Comprehensive molecular profile of primary cutaneous epithelioid rhabdomyosarcoma: A tumor genomically and molecularly related to malignant melanoma.

The histogenesis of the rare primary cutaneous epithelioid rhabdomyosarcoma (PCERMS) remains unclear, with the morphological and immunophenotypic appearance of a rhabdomyosarcoma but a genomic profile consistent with sarcomatoid undifferentiated malignant melanoma (SUMM). Here, we provide comprehensive clinical, histopathological, and genomic analysis of a putative PCERMS presenting in an elderly patient. Histopathologic examination revealed an ulcerative tumefactive lesion with diffuse replacement of the dermis by sheets of malignant epithelioid cells with a rhabdoid appearance. By immunohistochemistry, the tumor cells were strongly and diffusely positive for desmin and myogenin.

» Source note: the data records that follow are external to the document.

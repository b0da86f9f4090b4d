//! Test fixtures for integration tests.
//!
//! Provides canned inputs and small helpers shared across the suite.

use rondo::core::Slot;
use rondo::planner::Plan;

/// Linear chain of five tasks with two executors.
pub const LINEAR_FIVE: &str = "5 2\na-b-c-d-e\n";

/// Two chains sharing a task, per the chained-declaration format.
pub const SHARED_CHAIN: &str = "4 2\na-b-c\nc-d\n";

/// A wider graph with independent branches and a join.
pub const BRANCHED: &str = "6 3\nsetup-build-test\nsetup-lint\nbuild-package\ntest-release\npackage-release\n";

/// Input whose chains form a two-task cycle.
pub const CYCLIC: &str = "2 1\na-b\nb-a\n";

/// Build a plan, panicking on failure.
pub fn plan(input: &str) -> Plan {
    Plan::build(input).expect("plan should build")
}

/// Fetch a task's priority from a plan.
pub fn priority(plan: &Plan, name: &str) -> u32 {
    plan.graph()
        .get_task(name)
        .unwrap_or_else(|| panic!("task {} missing from plan", name))
        .priority
}

/// Fetch a task's slot from a plan.
pub fn slot(plan: &Plan, name: &str) -> Slot {
    plan.graph()
        .get_task(name)
        .and_then(|task| task.slot)
        .unwrap_or_else(|| panic!("task {} has no slot", name))
}
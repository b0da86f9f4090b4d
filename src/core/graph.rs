//! Task dependency graph.
//!
//! TaskGraph stores the task set as a directed graph where an edge A -> B
//! means "B depends on A" (A must be resolved before B). Tasks are keyed
//! by name; looking up a name that already exists returns the existing
//! node rather than creating a duplicate.

use crate::core::task::Task;
use petgraph::graph::{DiGraph, NodeIndex};
use petgraph::Direction;
use std::collections::HashMap;

/// The task dependency graph.
///
/// Uses petgraph's DiGraph for storage. Node weights are the owned Task
/// records; dependencies are plain edges, so converging branches never
/// create ownership cycles. Node indices double as discovery order: the
/// parser inserts tasks in the order their names first appear.
pub struct TaskGraph {
    /// The underlying directed graph. Edge A -> B means B depends on A.
    graph: DiGraph<Task, ()>,
    /// Index mapping from task name to NodeIndex for fast lookups.
    name_index: HashMap<String, NodeIndex>,
}

impl TaskGraph {
    /// Create a new empty TaskGraph.
    pub fn new() -> Self {
        Self {
            graph: DiGraph::new(),
            name_index: HashMap::new(),
        }
    }

    /// Look up a task by name, creating it if it does not exist yet.
    ///
    /// Returns the NodeIndex of the (existing or new) task. Idempotent:
    /// re-mentioning a name always returns the same node.
    pub fn ensure_task(&mut self, name: &str) -> NodeIndex {
        if let Some(&index) = self.name_index.get(name) {
            return index;
        }

        let index = self.graph.add_node(Task::new(name));
        self.name_index.insert(name.to_string(), index);
        index
    }

    /// Declare that `to` depends on `from`.
    ///
    /// Dependency sets behave as sets: declaring the same edge twice is a
    /// no-op. Cycles are not rejected here; the leveler surfaces them when
    /// no valid ordering exists.
    pub fn add_dependency(&mut self, from: NodeIndex, to: NodeIndex) {
        if self.graph.find_edge(from, to).is_none() {
            self.graph.add_edge(from, to, ());
        }
    }

    /// Get a reference to a task by name.
    pub fn get_task(&self, name: &str) -> Option<&Task> {
        self.name_index
            .get(name)
            .and_then(|&index| self.graph.node_weight(index))
    }

    /// Get a reference to a task by its node index.
    pub fn task(&self, index: NodeIndex) -> Option<&Task> {
        self.graph.node_weight(index)
    }

    /// Get a mutable reference to a task by its node index.
    pub fn task_mut(&mut self, index: NodeIndex) -> Option<&mut Task> {
        self.graph.node_weight_mut(index)
    }

    /// Check if the graph contains a task with the given name.
    pub fn contains_task(&self, name: &str) -> bool {
        self.name_index.contains_key(name)
    }

    /// Get the number of tasks in the graph.
    pub fn task_count(&self) -> usize {
        self.graph.node_count()
    }

    /// Get the number of dependency edges in the graph.
    pub fn dependency_count(&self) -> usize {
        self.graph.edge_count()
    }

    /// Check if the graph is empty.
    pub fn is_empty(&self) -> bool {
        self.graph.node_count() == 0
    }

    /// Node indices in discovery order.
    pub fn node_indices(&self) -> impl Iterator<Item = NodeIndex> {
        self.graph.node_indices()
    }

    /// All tasks in discovery order.
    pub fn tasks(&self) -> impl Iterator<Item = &Task> {
        self.graph.node_weights()
    }

    /// Tasks the given task depends on (predecessors).
    pub fn dependencies(&self, index: NodeIndex) -> impl Iterator<Item = &Task> {
        self.graph
            .neighbors_directed(index, Direction::Incoming)
            .filter_map(|dep| self.graph.node_weight(dep))
    }

    /// Names of the tasks the named task depends on.
    ///
    /// Returns an empty vector for unknown names.
    pub fn dependency_names(&self, name: &str) -> Vec<String> {
        match self.name_index.get(name) {
            Some(&index) => self
                .dependencies(index)
                .map(|task| task.name.clone())
                .collect(),
            None => Vec::new(),
        }
    }

    /// Check whether every dependency of the task at `index` is resolved.
    pub fn dependencies_resolved(&self, index: NodeIndex) -> bool {
        self.dependencies(index).all(|dep| dep.is_resolved())
    }

    /// Sum of the priorities of the task's dependencies.
    ///
    /// Unresolved dependencies contribute 0, mirroring the leveler's
    /// tie-break rule.
    pub fn dependency_priority_sum(&self, index: NodeIndex) -> u64 {
        self.dependencies(index)
            .map(|dep| u64::from(dep.priority))
            .sum()
    }

    /// Names of tasks still without a priority, in discovery order.
    pub fn unresolved_names(&self) -> Vec<String> {
        self.tasks()
            .filter(|task| !task.is_resolved())
            .map(|task| task.name.clone())
            .collect()
    }
}

impl Default for TaskGraph {
    fn default() -> Self {
        Self::new()
    }
}

impl std::fmt::Debug for TaskGraph {
    fn fmt(&self, f: &mut std::fmt::Formatter<'_>) -> std::fmt::Result {
        f.debug_struct("TaskGraph")
            .field("tasks", &self.task_count())
            .field("dependencies", &self.dependency_count())
            .finish()
    }
}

Comprehensive genomic analysis with a 542 gene DNA-based sequencing panel revealed likely biallelic NF1 inactivation (mutation and deletion), TERT promoter mutation, and a high tumor mutation burden (>100 mutations/mB) with features of a UV-mutational signature, which are all genomic features that can be seen in undifferentiated malignant melanoma. This case provides evidence of a close relationship at a molecular level between PCERMS and SUMM. Molecular genomic characterization of a larger cohort of PCERMS is warranted for further elucidation.